0

I'm having problems with Includes when pulling data out of the entity framework. I posted a very similar question yesterday here, which has the same sample I'm about to use. I'm using Entity Framework v4.0.

I have the following simple model, a table containing list of Page Forms (~200).
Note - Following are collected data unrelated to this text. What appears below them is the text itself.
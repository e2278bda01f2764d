//! Domain types for the user roster.
//!
//! Transport-agnostic: nothing here imports actix or serde_json beyond the
//! structured details payload on [`Error`].

mod error;
pub mod ports;
mod user;

pub use error::{Error, ErrorCode, ErrorValidationError};
pub use user::{EmailAddress, User, UserDraft, UserId, UserName, UserValidationError};

/// Response header carrying the request-scoped trace identifier.
pub const TRACE_ID_HEADER: &str = "x-trace-id";
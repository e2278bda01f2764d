//! Liveness and readiness probes for orchestration and load balancers.

use std::sync::atomic::{AtomicBool, Ordering};

use actix_web::{HttpResponse, get, http::header, web};

/// Shared health state for readiness and liveness checks.
pub struct HealthState {
    ready: AtomicBool,
    live: AtomicBool,
}

impl Default for HealthState {
    fn default() -> Self {
        Self {
            ready: AtomicBool::new(false),
            live: AtomicBool::new(true),
        }
    }
}

impl HealthState {
    /// Create a health state starting as not ready but live.
    #[must_use]
    pub fn new() -> Self {
        Self::default()
    }

    /// Mark the service as ready to accept traffic.
    pub fn mark_ready(&self) {
        self.ready.store(true, Ordering::Release);
    }

    /// Flag the service as unhealthy so liveness probes fail during shutdown.
    pub fn mark_unhealthy(&self) {
        self.live.store(false, Ordering::Release);
    }

    /// Current readiness state.
    #[must_use]
    pub fn is_ready(&self) -> bool {
        self.ready.load(Ordering::Acquire)
    }

    /// Current liveness state.
    #[must_use]
    pub fn is_alive(&self) -> bool {
        self.live.load(Ordering::Acquire)
    }

    fn probe_response(probe_ok: bool) -> HttpResponse {
        let mut response = if probe_ok {
            HttpResponse::Ok()
        } else {
            HttpResponse::ServiceUnavailable()
        };
        let status = if probe_ok { "ok" } else { "unavailable" };
        response
            .insert_header((header::CACHE_CONTROL, "no-store"))
            .json(serde_json::json!({ "status": status }))
    }
}

/// Readiness probe: 200 once the store is wired and the server accepts
/// traffic, 503 otherwise.
#[get("/readyz")]
pub async fn ready(state: web::Data<HealthState>) -> HttpResponse {
    HealthState::probe_response(state.is_ready())
}

/// Liveness probe: 200 while the process considers itself healthy.
#[get("/healthz")]
pub async fn live(state: web::Data<HealthState>) -> HttpResponse {
    HealthState::probe_response(state.is_alive())
}
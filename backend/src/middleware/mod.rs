//! HTTP middleware.

pub mod trace;

pub use trace::{Trace, TraceId};
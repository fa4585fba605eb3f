//! Turn hand-over and game completion.

use crate::state::{GameResult, GameState};

/// Hands the turn to the next non-resigned entity in seating order.
///
/// Starting a round past `max_rounds`, or finding nobody left to act, ends
/// the game instead.
pub(crate) fn end_turn(state: &mut GameState) {
    let Some((position, wrapped)) = state.turn.next_position(&state.entities) else {
        finish(state);
        return;
    };

    let round = if wrapped {
        state.turn.round + 1
    } else {
        state.turn.round
    };
    if state.turn.max_rounds.is_some_and(|max| round > max) {
        finish(state);
        return;
    }

    state.turn.position = position;
    state.turn.turn += 1;
    state.turn.round = round;
}

/// Records the final result. Every entity, resigned or not, is scored by the
/// revenue of the locations holding its tokens.
pub(crate) fn finish(state: &mut GameState) {
    let scores = state
        .entities
        .iter()
        .map(|entity| (entity.name.clone(), state.board.revenue_for(entity.id)))
        .collect();
    state.result = Some(GameResult { scores });
}
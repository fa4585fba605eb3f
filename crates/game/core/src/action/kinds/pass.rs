use crate::action::{ActionTransition, EntityResolver, RehydrateError};
use crate::engine::turns;
use crate::error::NeverError;
use crate::state::{EntityId, EntityName, GameState};

/// Stored form: `entity` gives up its turn without placing a token.
#[derive(Clone, Debug, PartialEq, Eq)]
#[cfg_attr(feature = "serde", derive(serde::Serialize, serde::Deserialize))]
pub struct Pass {
    pub entity: EntityName,
}

impl Pass {
    pub fn new(entity: impl Into<EntityName>) -> Self {
        Self {
            entity: entity.into(),
        }
    }

    pub fn rehydrate<R>(&self, target: &R) -> Result<PassAction, RehydrateError>
    where
        R: EntityResolver + ?Sized,
    {
        Ok(PassAction::new(target.require(&self.entity)?))
    }
}

/// Bound form of [`Pass`].
#[derive(Clone, Copy, Debug, PartialEq, Eq)]
pub struct PassAction {
    pub actor: EntityId,
}

impl PassAction {
    pub fn new(actor: EntityId) -> Self {
        Self { actor }
    }

    pub fn to_stored<R>(&self, source: &R) -> Result<Pass, RehydrateError>
    where
        R: EntityResolver + ?Sized,
    {
        Ok(Pass {
            entity: source.require_name(self.actor)?,
        })
    }
}

impl ActionTransition for PassAction {
    type Error = NeverError;

    fn actor(&self) -> EntityId {
        self.actor
    }

    /// Ends the game once every active entity has passed in a row.
    fn apply(&self, state: &mut GameState) {
        state.turn.consecutive_passes += 1;
        if state.turn.consecutive_passes as usize >= state.entities.active_count() {
            turns::finish(state);
        } else {
            turns::end_turn(state);
        }
    }
}

#[cfg(test)]
mod tests {
    use super::*;
    use crate::setup::GameSetup;

    #[test]
    fn a_full_round_of_passes_finishes_the_game() {
        let setup = GameSetup::new()
            .with_entity("PRR", 1)
            .with_entity("NYC", 1)
            .with_location("E5", 1, 20);
        let mut state = GameState::from_setup(&setup).unwrap();

        PassAction::new(EntityId(0)).apply(&mut state);
        assert!(!state.is_finished());
        assert_eq!(state.current_actor(), Some(EntityId(1)));

        PassAction::new(EntityId(1)).apply(&mut state);
        assert!(state.is_finished());
        assert_eq!(state.current_actor(), None);
    }
}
Each form has one or more Fields (~4000 total), and each field has may have some Parameters (~16000 total).

Entity model

I use the following code to pull data out:

EntityConnection myConnection = new EntityConnection("name=myModel");

if(conn.State != ConnectionState.Open) {
    conn.Open();
}
ObjectContext context = new ObjectContext("name=myModel");
context.ContextOptions.LazyLoadingEnabled = false;

ObjectQuery<PageForm> myObjectSet = context.CreateObjectSet<PageForm>()
                                           .Include("FormFields.FormFieldParameters");

IQueryable<PageForm> myFilteredObjectSet = myObjectSet.Where(c => c.FormID == 1);

List<PageForm> myReturnValue = myFilteredObjectSet.toList();

Which generates the following sql query

SELECT 
[Project1].[FormID] AS [FormID], 
[Project1].[FormName] AS [FormName], 
[Project1].[C2] AS [C1], 
[Project1].[FormID1] AS [FormID1], 
[Project1].[FieldID] AS [FieldID], 
[Project1].[FieldName] AS [FieldName], 
[Project1].[C1] AS [C2], 
[Project1].[FieldParamID] AS [FieldParamID], 
[Project1].[Value] AS [Value], 
[Project1].[FieldID1] AS [FieldID1]
FROM ( 
    SELECT 
    [Extent1].[FormID] AS [FormID], 
    [Extent1].[FormName] AS [FormName], 
    [Join1].[FieldID] AS [FieldID], 
    [Join1].[FieldName] AS [FieldName], 
    [Join1].[FormID] AS [FormID1], 
    [Join1].[FieldParamID] AS [FieldParamID], 
    [Join1].[Value] AS [Value], 
    [Join1].[FieldID1] AS [FieldID1], 
    CASE WHEN ([Join1].[FieldID] IS NULL) THEN CAST(NULL AS int) WHEN ([Join1].[FieldParamID] IS NULL) THEN CAST(NULL AS int) ELSE 1 END AS [C1], 
    CASE WHEN ([Join1].[FieldID] IS NULL) THEN CAST(NULL AS int) ELSE 1 END AS [C2]
    FROM  [dbo].[PageForm] AS [Extent1]
    LEFT OUTER JOIN (
        SELECT 
        [Extent2].[FieldID] AS [FieldID], 
        [Extent2].[FieldName] AS [FieldName], 
        [Extent2].[FormID] AS [FormID], 
        [Extent3].[FieldParamID] AS [FieldParamID], 
        [Extent3].[Value] AS [Value], 
        [Extent3].[FieldID] AS [FieldID1]
        FROM  [dbo].[FormField] AS [Extent2]
        LEFT OUTER JOIN [dbo].[FormFieldParameter] AS [Extent3] ON [Extent2].[FieldID] = [Extent3].[FieldID] 
    ) AS [Join1] ON [Extent1].[FormID] = [Join1].[FormID]
    WHERE 1 = [Extent1].[FormID]
) AS [Project1]
ORDER BY [Project1].[FormID] ASC, [Project1].[C2] ASC, [Project1].[FieldID] ASC, [Project1].[C1] ASC

Now I'm interested in this part of the query:

LEFT OUTER JOIN (
    SELECT 
    /**/
    FROM  [dbo].[FormField] AS [Extent2]
    LEFT OUTER JOIN [dbo].[FormFieldParameter] AS [Extent3] ON [Extent2].[FieldID] = [Extent3].[FieldID] 
) AS [Join1] ON [Extent1].[FormID] = [Join1].[FormID]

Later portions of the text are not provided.